Construction of a Nomogram Based on lncRNA and Patient’s Clinical Characteristics to Improve the Prognosis of Non-Small Cell Lung Cancer

  • Helin Wang MD,
  • Mingying Li BM,
  • Ying Wang MM,
  • Luonan Wang MM

DOI
https://doi.org/10.1177/15330338221097215
Journal volume & issue
Vol. 21

Abstract

Read online

Although the American Joint Commission on Cancer (AJCC) staging has been widely used to predict the survival of cancer patients, there are still some limitations. The high accuracy of lncRNA-based signature prediction has attracted widespread attention. The data were obtained from the RNA sequencing data of nonsmall cell lung cancer (NSCLC) in the Cancer Genome Atlas (TCGA) database.
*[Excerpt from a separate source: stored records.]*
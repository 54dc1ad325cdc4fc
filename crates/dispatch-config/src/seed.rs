//! Seed data loaded into the entity store at startup.

use crate::ConfigError;
use chrono::{DateTime, Utc};
use dispatch_types::{Driver, Order, OrderStatus, MAX_ORDER_AMOUNT, MAX_RATING};
use serde::{Deserialize, Serialize};
use std::collections::HashSet;

/// Initial orders and drivers.
#[derive(Debug, Clone, Default, Deserialize, Serialize)]
pub struct SeedConfig {
	#[serde(default)]
	pub drivers: Vec<SeedDriver>,
	#[serde(default)]
	pub orders: Vec<SeedOrder>,
}

/// A driver as written in the configuration.
#[derive(Debug, Clone, Deserialize, Serialize)]
pub struct SeedDriver {
	pub id: String,
	pub name: String,
	pub region: String,
	pub rating: f64,
	#[serde(default)]
	pub deliveries: u64,
	#[serde(default)]
	pub revenue: u64,
}

/// An order as written in the configuration.
#[derive(Debug, Clone, Deserialize, Serialize)]
pub struct SeedOrder {
	pub id: String,
	pub client: String,
	pub destination: String,
	pub amount: u64,
	#[serde(default = "default_status")]
	pub status: OrderStatus,
	/// Required unless the order is pending.
	#[serde(default)]
	pub driver: Option<String>,
	/// Defaults to the load time.
	#[serde(default)]
	pub created_at: Option<DateTime<Utc>>,
}

fn default_status() -> OrderStatus {
	OrderStatus::Pending
}

impl SeedDriver {
	fn new(id: &str, name: &str, region: &str, rating: f64, deliveries: u64, revenue: u64) -> Self {
		Self {
			id: id.to_string(),
			name: name.to_string(),
			region: region.to_string(),
			rating,
			deliveries,
			revenue,
		}
	}

	pub fn to_driver(&self) -> Driver {
		Driver {
			id: self.id.clone(),
			name: self.name.clone(),
			region: self.region.clone(),
			rating: self.rating,
			deliveries_count: self.deliveries,
			revenue_total: self.revenue,
		}
	}
}

impl SeedOrder {
	fn new(
		id: &str,
		client: &str,
		destination: &str,
		amount: u64,
		status: OrderStatus,
		driver: Option<&str>,
	) -> Self {
		Self {
			id: id.to_string(),
			client: client.to_string(),
			destination: destination.to_string(),
			amount,
			status,
			driver: driver.map(str::to_string),
			created_at: None,
		}
	}

	/// Builds the order, stamping `loaded_at` when no creation time was configured.
	pub fn to_order(&self, loaded_at: DateTime<Utc>) -> Order {
		Order {
			id: self.id.clone(),
			client: self.client.clone(),
			destination: self.destination.clone(),
			amount: self.amount,
			status: self.status,
			driver_id: self.driver.clone(),
			created_at: self.created_at.unwrap_or(loaded_at),
		}
	}
}

impl SeedConfig {
	/// The reference data set: six orders across the lifecycle and five drivers.
	///
	/// Order `c3` is delivered, so it carries the driver that completed it.
	pub fn reference() -> Self {
		use OrderStatus::*;

		Self {
			drivers: vec![
				SeedDriver::new("d1", "Alice Dupont", "Paris", 4.8, 156, 3420),
				SeedDriver::new("d2", "Bob Martin", "Paris", 4.5, 142, 3180),
				SeedDriver::new("d3", "Charlie Lefevre", "Banlieue", 4.9, 178, 3890),
				SeedDriver::new("d4", "Diana Russo", "Banlieue", 4.3, 98, 2140),
				SeedDriver::new("d5", "Emma Laurent", "Paris", 4.7, 134, 2980),
			],
			orders: vec![
				SeedOrder::new("c1", "Client A", "Marais", 25, Pending, None),
				SeedOrder::new("c2", "Client B", "Belleville", 15, Assigned, Some("d1")),
				SeedOrder::new("c3", "Client C", "Bercy", 30, Delivered, Some("d3")),
				SeedOrder::new("c4", "Client D", "Auteuil", 20, Pending, None),
				SeedOrder::new("c5", "Client E", "Montmartre", 18, Assigned, Some("d2")),
				SeedOrder::new("c6", "Client F", "Bastille", 22, Pending, None),
			],
		}
	}

	/// Checks identifiers, rating bounds and the order/driver invariant.
	pub(crate) fn validate(&self) -> Result<(), ConfigError> {
		let mut driver_ids = HashSet::new();
		for driver in &self.drivers {
			if driver.id.trim().is_empty() {
				return Err(ConfigError::Validation("Driver ID cannot be empty".into()));
			}
			if !driver_ids.insert(driver.id.as_str()) {
				return Err(ConfigError::Validation(format!(
					"Duplicate driver ID '{}'",
					driver.id
				)));
			}
			if !(0.0..=MAX_RATING).contains(&driver.rating) {
				return Err(ConfigError::Validation(format!(
					"Driver '{}' rating {} is outside 0.0..={}",
					driver.id, driver.rating, MAX_RATING
				)));
			}
		}

		let mut order_ids = HashSet::new();
		for order in &self.orders {
			if order.id.trim().is_empty() {
				return Err(ConfigError::Validation("Order ID cannot be empty".into()));
			}
			if !order_ids.insert(order.id.as_str()) {
				return Err(ConfigError::Validation(format!(
					"Duplicate order ID '{}'",
					order.id
				)));
			}
			if order.amount > MAX_ORDER_AMOUNT {
				return Err(ConfigError::Validation(format!(
					"Order '{}' amount {} exceeds {}",
					order.id, order.amount, MAX_ORDER_AMOUNT
				)));
			}
			match (&order.driver, order.status.requires_driver()) {
				(None, true) => {
					return Err(ConfigError::Validation(format!(
						"Order '{}' is {} but has no driver",
						order.id, order.status
					)));
				},
				(Some(driver), false) => {
					return Err(ConfigError::Validation(format!(
						"Order '{}' is pending but references driver '{}'",
						order.id, driver
					)));
				},
				(Some(driver), true) if !driver_ids.contains(driver.as_str()) => {
					return Err(ConfigError::Validation(format!(
						"Order '{}' references unknown driver '{}'",
						order.id, driver
					)));
				},
				_ => {},
			}
		}

		Ok(())
	}
}
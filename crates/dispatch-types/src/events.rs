//! Event types published after each committed order change.
//!
//! Presentation layers subscribe to these to refresh views and show
//! notifications without polling the store.

use crate::Order;
use serde::{Deserialize, Serialize};

/// What triggered a change.
#[derive(Debug, Clone, Copy, PartialEq, Eq, Serialize, Deserialize)]
#[serde(rename_all = "lowercase")]
pub enum EventSource {
	/// A caller of the mutation API.
	Manual,
	/// The periodic dispatch simulation.
	Simulation,
}

/// Order change notifications. Each variant carries the order as committed.
#[derive(Debug, Clone, PartialEq, Serialize, Deserialize)]
#[serde(tag = "type", rename_all = "snake_case")]
pub enum DispatchEvent {
	/// A new pending order was created.
	OrderCreated { order: Order, source: EventSource },
	/// A pending order was given to a driver.
	OrderAssigned { order: Order, source: EventSource },
	/// An assigned order was delivered.
	OrderDelivered { order: Order, source: EventSource },
}

impl DispatchEvent {
	/// The order carried by this event.
	pub fn order(&self) -> &Order {
		match self {
			DispatchEvent::OrderCreated { order, .. }
			| DispatchEvent::OrderAssigned { order, .. }
			| DispatchEvent::OrderDelivered { order, .. } => order,
		}
	}

	/// What triggered this event.
	pub fn source(&self) -> EventSource {
		match self {
			DispatchEvent::OrderCreated { source, .. }
			| DispatchEvent::OrderAssigned { source, .. }
			| DispatchEvent::OrderDelivered { source, .. } => *source,
		}
	}
}
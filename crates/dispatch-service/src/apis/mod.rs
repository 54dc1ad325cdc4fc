//! HTTP API implementations for the dispatch dashboard.
//!
//! Each submodule takes already-extracted request data, talks to the
//! engine and returns either the response payload or an [`APIError`].

use axum::extract::rejection::JsonRejection;
use dispatch_core::{DispatchError, EntityKind};
use dispatch_types::APIError;

pub mod drivers;
pub mod orders;
pub mod stats;

/// Maps an engine error onto the HTTP error taxonomy.
pub fn api_error(err: DispatchError) -> APIError {
	let message = err.to_string();
	match err {
		DispatchError::InvalidInput(_) => APIError::BadRequest {
			error_type: "INVALID_INPUT".to_string(),
			message,
		},
		DispatchError::NotFound { kind, .. } => APIError::NotFound {
			error_type: match kind {
				EntityKind::Order => "ORDER_NOT_FOUND",
				EntityKind::Driver => "DRIVER_NOT_FOUND",
			}
			.to_string(),
			message,
		},
		DispatchError::InvalidTransition { .. } => APIError::Conflict {
			error_type: "INVALID_TRANSITION".to_string(),
			message,
		},
	}
}

/// Reports a malformed JSON body as invalid input, like any other bad
/// argument, so clients always receive an `ErrorResponse`.
pub fn body_error(rejection: JsonRejection) -> APIError {
	APIError::BadRequest {
		error_type: "INVALID_INPUT".to_string(),
		message: rejection.body_text(),
	}
}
Differentially expressed lncRNAs (DELs) and differentially expressed mRNAs (DEMs) were identified. Using univariate Cox proportional hazard regression (CPHR) analysis, least absolute shrinkage and selection operator method, and multivariate CPHR, 5 lncRNAs (LINC00460, LINC00857, LINC01116, RP11-253E3.3, and RP11-359E19.2) related to patient survival were successfully screened. Combined with age, gender, AJCC staging, and 5 lncRNAs, a nomogram with a better prognosis prediction ability than traditional parameters was constructed. Prognostic accuracy was evaluated using the receiver operating characteristic (ROC) curve and area under the ROC value. In addition, through co-expression analysis, we found that 5 lncRNA target genes have 34 DEMs. Gene ontology function analysis showed that these DEMs were mainly enriched in enzyme inhibitor activity and other aspects. Finally, these DEMs were found to be involved in the formation of the tumor immune microenvironment. In short, the nomogram based on 5 lncRNAs can effectively predict the overall survival rate of NSCLC and may guide the formulation of treatment plans for NSCLC.